→ Description of the task:
Say how many lines below hold the word "struct"; give the number by itself.

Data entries
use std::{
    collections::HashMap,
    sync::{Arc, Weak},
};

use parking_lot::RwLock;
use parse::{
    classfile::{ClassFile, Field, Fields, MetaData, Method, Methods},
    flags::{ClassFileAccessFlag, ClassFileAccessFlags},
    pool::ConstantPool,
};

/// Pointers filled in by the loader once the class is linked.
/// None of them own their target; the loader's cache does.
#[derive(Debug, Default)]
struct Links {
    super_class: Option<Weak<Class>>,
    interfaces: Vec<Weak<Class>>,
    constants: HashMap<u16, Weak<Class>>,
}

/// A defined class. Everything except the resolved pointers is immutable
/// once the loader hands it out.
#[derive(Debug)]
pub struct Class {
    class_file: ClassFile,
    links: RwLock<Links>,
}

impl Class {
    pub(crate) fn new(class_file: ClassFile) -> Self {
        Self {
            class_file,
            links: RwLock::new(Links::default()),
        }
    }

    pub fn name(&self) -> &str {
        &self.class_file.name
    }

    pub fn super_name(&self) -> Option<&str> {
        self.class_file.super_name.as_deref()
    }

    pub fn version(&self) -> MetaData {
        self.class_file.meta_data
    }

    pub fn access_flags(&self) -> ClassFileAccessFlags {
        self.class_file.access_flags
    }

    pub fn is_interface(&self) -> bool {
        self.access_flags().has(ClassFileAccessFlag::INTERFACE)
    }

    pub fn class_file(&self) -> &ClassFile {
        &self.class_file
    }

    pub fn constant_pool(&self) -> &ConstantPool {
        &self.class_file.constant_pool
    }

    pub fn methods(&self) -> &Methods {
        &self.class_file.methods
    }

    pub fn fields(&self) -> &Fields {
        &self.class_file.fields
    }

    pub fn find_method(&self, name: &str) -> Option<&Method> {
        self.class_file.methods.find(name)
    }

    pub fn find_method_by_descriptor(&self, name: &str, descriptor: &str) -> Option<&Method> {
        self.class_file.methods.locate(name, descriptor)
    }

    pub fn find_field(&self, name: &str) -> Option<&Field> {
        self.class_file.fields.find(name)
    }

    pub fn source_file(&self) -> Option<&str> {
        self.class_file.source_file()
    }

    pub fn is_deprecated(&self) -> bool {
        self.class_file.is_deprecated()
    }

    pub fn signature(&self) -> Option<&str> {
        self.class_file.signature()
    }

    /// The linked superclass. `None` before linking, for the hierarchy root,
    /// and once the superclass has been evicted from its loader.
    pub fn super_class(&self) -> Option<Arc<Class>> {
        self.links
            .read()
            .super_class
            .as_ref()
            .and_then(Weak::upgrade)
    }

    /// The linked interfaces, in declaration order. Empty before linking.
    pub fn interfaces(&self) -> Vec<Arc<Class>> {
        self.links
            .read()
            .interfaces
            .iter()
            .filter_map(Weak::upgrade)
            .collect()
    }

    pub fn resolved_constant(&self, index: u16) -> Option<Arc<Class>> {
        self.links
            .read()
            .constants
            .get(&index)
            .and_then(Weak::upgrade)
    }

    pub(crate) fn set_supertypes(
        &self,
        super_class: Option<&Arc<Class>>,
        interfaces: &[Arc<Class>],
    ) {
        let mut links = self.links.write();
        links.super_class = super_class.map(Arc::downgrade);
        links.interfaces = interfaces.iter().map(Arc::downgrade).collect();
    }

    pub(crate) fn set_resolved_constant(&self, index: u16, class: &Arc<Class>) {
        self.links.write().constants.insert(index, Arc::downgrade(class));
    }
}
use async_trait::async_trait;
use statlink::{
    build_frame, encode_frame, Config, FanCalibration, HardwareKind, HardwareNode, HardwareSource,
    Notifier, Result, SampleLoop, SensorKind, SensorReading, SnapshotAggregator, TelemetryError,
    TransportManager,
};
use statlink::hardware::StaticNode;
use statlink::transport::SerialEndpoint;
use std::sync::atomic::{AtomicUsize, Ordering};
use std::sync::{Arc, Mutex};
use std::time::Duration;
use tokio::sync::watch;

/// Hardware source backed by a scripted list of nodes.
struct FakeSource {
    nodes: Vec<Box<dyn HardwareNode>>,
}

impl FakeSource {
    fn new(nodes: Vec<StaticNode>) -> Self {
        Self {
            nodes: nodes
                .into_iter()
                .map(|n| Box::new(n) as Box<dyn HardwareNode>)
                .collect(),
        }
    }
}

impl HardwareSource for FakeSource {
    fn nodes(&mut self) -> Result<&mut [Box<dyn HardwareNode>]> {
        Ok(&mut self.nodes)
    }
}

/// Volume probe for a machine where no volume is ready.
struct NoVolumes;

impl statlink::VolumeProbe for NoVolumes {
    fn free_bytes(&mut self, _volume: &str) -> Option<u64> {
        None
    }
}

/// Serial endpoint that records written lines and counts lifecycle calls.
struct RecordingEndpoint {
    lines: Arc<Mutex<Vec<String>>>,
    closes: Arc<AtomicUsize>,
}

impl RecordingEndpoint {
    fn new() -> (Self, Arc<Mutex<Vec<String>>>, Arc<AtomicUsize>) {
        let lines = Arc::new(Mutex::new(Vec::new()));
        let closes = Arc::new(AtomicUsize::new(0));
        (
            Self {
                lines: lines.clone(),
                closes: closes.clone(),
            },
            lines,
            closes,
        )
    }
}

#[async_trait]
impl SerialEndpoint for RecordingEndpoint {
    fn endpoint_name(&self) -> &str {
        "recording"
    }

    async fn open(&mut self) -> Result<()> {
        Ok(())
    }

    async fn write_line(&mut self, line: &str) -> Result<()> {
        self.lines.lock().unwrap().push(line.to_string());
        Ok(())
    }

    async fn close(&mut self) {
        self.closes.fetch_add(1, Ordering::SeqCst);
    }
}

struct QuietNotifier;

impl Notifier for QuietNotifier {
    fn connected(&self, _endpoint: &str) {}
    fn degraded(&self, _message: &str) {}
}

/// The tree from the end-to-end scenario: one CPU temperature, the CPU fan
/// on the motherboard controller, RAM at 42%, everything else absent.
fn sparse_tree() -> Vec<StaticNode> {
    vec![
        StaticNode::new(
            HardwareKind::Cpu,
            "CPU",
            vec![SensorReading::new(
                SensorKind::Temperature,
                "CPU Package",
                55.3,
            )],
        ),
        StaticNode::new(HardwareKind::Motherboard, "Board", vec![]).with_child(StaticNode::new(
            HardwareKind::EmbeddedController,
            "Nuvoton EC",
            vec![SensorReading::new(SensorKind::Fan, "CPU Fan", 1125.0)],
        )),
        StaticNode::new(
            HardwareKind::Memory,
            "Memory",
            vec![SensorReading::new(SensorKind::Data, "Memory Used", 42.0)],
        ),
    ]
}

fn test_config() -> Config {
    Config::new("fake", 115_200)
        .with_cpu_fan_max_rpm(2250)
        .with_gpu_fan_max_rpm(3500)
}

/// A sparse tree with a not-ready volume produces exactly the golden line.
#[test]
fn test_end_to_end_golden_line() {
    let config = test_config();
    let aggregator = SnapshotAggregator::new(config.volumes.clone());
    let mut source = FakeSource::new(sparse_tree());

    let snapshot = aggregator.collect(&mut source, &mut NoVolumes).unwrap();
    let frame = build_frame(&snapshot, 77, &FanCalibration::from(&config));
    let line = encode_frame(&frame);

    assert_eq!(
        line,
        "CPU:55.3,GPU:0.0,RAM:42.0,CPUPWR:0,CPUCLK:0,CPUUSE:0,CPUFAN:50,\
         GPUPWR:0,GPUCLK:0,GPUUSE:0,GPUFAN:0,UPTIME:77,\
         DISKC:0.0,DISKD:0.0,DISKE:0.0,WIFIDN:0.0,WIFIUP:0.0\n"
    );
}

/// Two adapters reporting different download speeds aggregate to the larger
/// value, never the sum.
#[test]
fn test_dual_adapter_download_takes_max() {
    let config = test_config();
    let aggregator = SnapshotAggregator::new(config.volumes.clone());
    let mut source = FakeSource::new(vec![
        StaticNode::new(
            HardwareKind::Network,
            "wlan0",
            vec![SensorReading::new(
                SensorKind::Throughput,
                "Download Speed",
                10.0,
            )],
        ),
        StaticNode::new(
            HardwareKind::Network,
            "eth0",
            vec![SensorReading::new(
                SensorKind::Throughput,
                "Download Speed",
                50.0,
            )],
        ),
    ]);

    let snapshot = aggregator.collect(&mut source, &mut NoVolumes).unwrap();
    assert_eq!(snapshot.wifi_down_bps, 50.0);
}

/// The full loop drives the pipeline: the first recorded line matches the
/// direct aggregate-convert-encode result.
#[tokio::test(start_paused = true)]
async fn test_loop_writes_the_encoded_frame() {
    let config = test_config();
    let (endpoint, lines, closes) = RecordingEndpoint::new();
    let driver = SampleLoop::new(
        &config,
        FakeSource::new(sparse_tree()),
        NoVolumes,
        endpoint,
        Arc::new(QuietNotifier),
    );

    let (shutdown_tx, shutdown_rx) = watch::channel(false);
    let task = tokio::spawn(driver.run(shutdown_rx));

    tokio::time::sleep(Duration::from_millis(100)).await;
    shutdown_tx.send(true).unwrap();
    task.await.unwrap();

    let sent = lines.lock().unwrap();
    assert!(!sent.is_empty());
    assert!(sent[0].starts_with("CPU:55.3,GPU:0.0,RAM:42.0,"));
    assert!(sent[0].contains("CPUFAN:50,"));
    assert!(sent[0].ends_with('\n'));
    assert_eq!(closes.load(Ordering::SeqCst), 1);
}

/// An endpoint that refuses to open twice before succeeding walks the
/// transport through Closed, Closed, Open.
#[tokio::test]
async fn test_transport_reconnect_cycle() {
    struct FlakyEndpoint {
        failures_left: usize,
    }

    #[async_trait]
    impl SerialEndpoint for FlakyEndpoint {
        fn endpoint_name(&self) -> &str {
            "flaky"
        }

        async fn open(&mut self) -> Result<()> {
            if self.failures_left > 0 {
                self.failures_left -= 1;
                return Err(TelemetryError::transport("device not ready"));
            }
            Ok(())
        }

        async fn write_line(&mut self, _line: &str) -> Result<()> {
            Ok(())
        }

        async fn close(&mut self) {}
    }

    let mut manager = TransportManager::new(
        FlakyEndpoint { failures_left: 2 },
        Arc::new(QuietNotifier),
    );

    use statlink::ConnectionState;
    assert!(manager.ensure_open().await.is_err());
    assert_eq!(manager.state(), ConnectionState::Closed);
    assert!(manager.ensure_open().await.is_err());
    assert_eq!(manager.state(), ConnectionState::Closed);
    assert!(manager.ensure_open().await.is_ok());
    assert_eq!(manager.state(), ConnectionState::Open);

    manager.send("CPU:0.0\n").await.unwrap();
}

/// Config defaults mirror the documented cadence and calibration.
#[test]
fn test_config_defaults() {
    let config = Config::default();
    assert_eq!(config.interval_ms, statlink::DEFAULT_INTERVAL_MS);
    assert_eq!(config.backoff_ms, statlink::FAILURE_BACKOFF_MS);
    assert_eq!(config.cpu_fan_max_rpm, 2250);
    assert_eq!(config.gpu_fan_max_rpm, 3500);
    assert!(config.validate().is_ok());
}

→ Answer:
7